#### What this task involves:
Every entry must be repeated exactly in the answer.
═══
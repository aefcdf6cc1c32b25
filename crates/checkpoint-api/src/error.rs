//! # API Error Types
//!
//! Structured error type implementing `axum::response::IntoResponse`.
//! Maps workflow and validation errors to HTTP status codes and returns a
//! JSON body with error code and message.

use axum::http::StatusCode;
use axum::response::{IntoResponse, Response};
use axum::Json;
use checkpoint_core::ValidationError;
use checkpoint_state::{ErrorKind, WorkflowError};
use serde::{Deserialize, Serialize};
use thiserror::Error;
use utoipa::ToSchema;

/// Structured JSON error response body.
#[derive(Debug, Serialize, Deserialize, ToSchema)]
pub struct ErrorBody {
    pub error: ErrorDetail,
}

/// Inner error detail.
#[derive(Debug, Serialize, Deserialize, ToSchema)]
pub struct ErrorDetail {
    /// Machine-readable error code (e.g., "NOT_FOUND", "VALIDATION_ERROR").
    pub code: String,
    /// Human-readable error message.
    pub message: String,
    /// Additional details, present only for client errors.
    #[serde(skip_serializing_if = "Option::is_none")]
    pub details: Option<serde_json::Value>,
}

/// Application-level error type that implements [`IntoResponse`] for Axum.
#[derive(Error, Debug)]
pub enum AppError {
    /// Resource not found (404).
    #[error("not found: {0}")]
    NotFound(String),

    /// Request is well-formed but semantically invalid (422).
    #[error("validation error: {0}")]
    Validation(String),

    /// Request body could not be parsed (400).
    #[error("bad request: {0}")]
    BadRequest(String),

    /// Missing or invalid credentials (401).
    #[error("unauthorized: {0}")]
    Unauthorized(String),

    /// Wrong role, or a business rule refused the operation (403).
    #[error("forbidden: {0}")]
    Forbidden(String),

    /// Operation already applied (409).
    #[error("conflict: {0}")]
    Conflict(String),

    /// Upload exceeds the configured body limit (413).
    #[error("payload too large: {0}")]
    PayloadTooLarge(String),
}

impl AppError {
    /// Return the HTTP status code and machine-readable error code for this error.
    fn status_and_code(&self) -> (StatusCode, &'static str) {
        match self {
            Self::NotFound(_) => (StatusCode::NOT_FOUND, "NOT_FOUND"),
            Self::Validation(_) => (StatusCode::UNPROCESSABLE_ENTITY, "VALIDATION_ERROR"),
            Self::BadRequest(_) => (StatusCode::BAD_REQUEST, "BAD_REQUEST"),
            Self::Unauthorized(_) => (StatusCode::UNAUTHORIZED, "UNAUTHORIZED"),
            Self::Forbidden(_) => (StatusCode::FORBIDDEN, "FORBIDDEN"),
            Self::Conflict(_) => (StatusCode::CONFLICT, "CONFLICT"),
            Self::PayloadTooLarge(_) => (StatusCode::PAYLOAD_TOO_LARGE, "PAYLOAD_TOO_LARGE"),
        }
    }
}

impl IntoResponse for AppError {
    fn into_response(self) -> Response {
        let (status, code) = self.status_and_code();
        let message = self.to_string();
        let body = ErrorBody {
            error: ErrorDetail {
                code: code.to_string(),
                message,
                details: None,
            },
        };

        (status, Json(body)).into_response()
    }
}

/// Convert checkpoint-core validation errors to API errors.
impl From<ValidationError> for AppError {
    fn from(err: ValidationError) -> Self {
        Self::Validation(err.to_string())
    }
}

/// Convert workflow errors to API errors by kind.
impl From<WorkflowError> for AppError {
    fn from(err: WorkflowError) -> Self {
        let message = err.to_string();
        match err.kind() {
            ErrorKind::NotFound => Self::NotFound(message),
            ErrorKind::Conflict => Self::Conflict(message),
            ErrorKind::Unprocessable => Self::Validation(message),
            ErrorKind::Forbidden => Self::Forbidden(message),
        }
    }
}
═══
#### Response:
repository aefcdf6cc1c32b25
filename crates/checkpoint-api/src/error.rs
//! # API Error Types
//!
//! Structured error type implementing `axum::response::IntoResponse`.
//! Maps workflow and validation errors to HTTP status codes and returns a
//! JSON body with error code and message.

use axum::http::StatusCode;
use axum::response::{IntoResponse, Response};
use axum::Json;
use checkpoint_core::ValidationError;
use checkpoint_state::{ErrorKind, WorkflowError};
use serde::{Deserialize, Serialize};
use thiserror::Error;
use utoipa::ToSchema;

/// Structured JSON error response body.
#[derive(Debug, Serialize, Deserialize, ToSchema)]
pub struct ErrorBody {
    pub error: ErrorDetail,
}

/// Inner error detail.
#[derive(Debug, Serialize, Deserialize, ToSchema)]
pub struct ErrorDetail {
    /// Machine-readable error code (e.g., "NOT_FOUND", "VALIDATION_ERROR").
    pub code: String,
    /// Human-readable error message.
    pub message: String,
    /// Additional details, present only for client errors.
    #[serde(skip_serializing_if = "Option::is_none")]
    pub details: Option<serde_json::Value>,
}

/// Application-level error type that implements [`IntoResponse`] for Axum.
#[derive(Error, Debug)]
pub enum AppError {
    /// Resource not found (404).
    #[error("not found: {0}")]
    NotFound(String),

    /// Request is well-formed but semantically invalid (422).
    #[error("validation error: {0}")]
    Validation(String),

    /// Request body could not be parsed (400).
    #[error("bad request: {0}")]
    BadRequest(String),

    /// Missing or invalid credentials (401).
    #[error("unauthorized: {0}")]
    Unauthorized(String),

    /// Wrong role, or a business rule refused the operation (403).
    #[error("forbidden: {0}")]
    Forbidden(String),

    /// Operation already applied (409).
    #[error("conflict: {0}")]
    Conflict(String),

    /// Upload exceeds the configured body limit (413).
    #[error("payload too large: {0}")]
    PayloadTooLarge(String),
}

impl AppError {
    /// Return the HTTP status code and machine-readable error code for this error.
    fn status_and_code(&self) -> (StatusCode, &'static str) {
        match self {
            Self::NotFound(_) => (StatusCode::NOT_FOUND, "NOT_FOUND"),
            Self::Validation(_) => (StatusCode::UNPROCESSABLE_ENTITY, "VALIDATION_ERROR"),
            Self::BadRequest(_) => (StatusCode::BAD_REQUEST, "BAD_REQUEST"),
            Self::Unauthorized(_) => (StatusCode::UNAUTHORIZED, "UNAUTHORIZED"),
            Self::Forbidden(_) => (StatusCode::FORBIDDEN, "FORBIDDEN"),
            Self::Conflict(_) => (StatusCode::CONFLICT, "CONFLICT"),
            Self::PayloadTooLarge(_) => (StatusCode::PAYLOAD_TOO_LARGE, "PAYLOAD_TOO_LARGE"),
        }
    }
}

impl IntoResponse for AppError {
    fn into_response(self) -> Response {
        let (status, code) = self.status_and_code();
        let message = self.to_string();
        let body = ErrorBody {
            error: ErrorDetail {
                code: code.to_string(),
                message,
                details: None,
            },
        };

        (status, Json(body)).into_response()
    }
}

/// Convert checkpoint-core validation errors to API errors.
impl From<ValidationError> for AppError {
    fn from(err: ValidationError) -> Self {
        Self::Validation(err.to_string())
    }
}

/// Convert workflow errors to API errors by kind.
impl From<WorkflowError> for AppError {
    fn from(err: WorkflowError) -> Self {
        let message = err.to_string();
        match err.kind() {
            ErrorKind::NotFound => Self::NotFound(message),
            ErrorKind::Conflict => Self::Conflict(message),
            ErrorKind::Unprocessable => Self::Validation(message),
            ErrorKind::Forbidden => Self::Forbidden(message),
        }
    }
}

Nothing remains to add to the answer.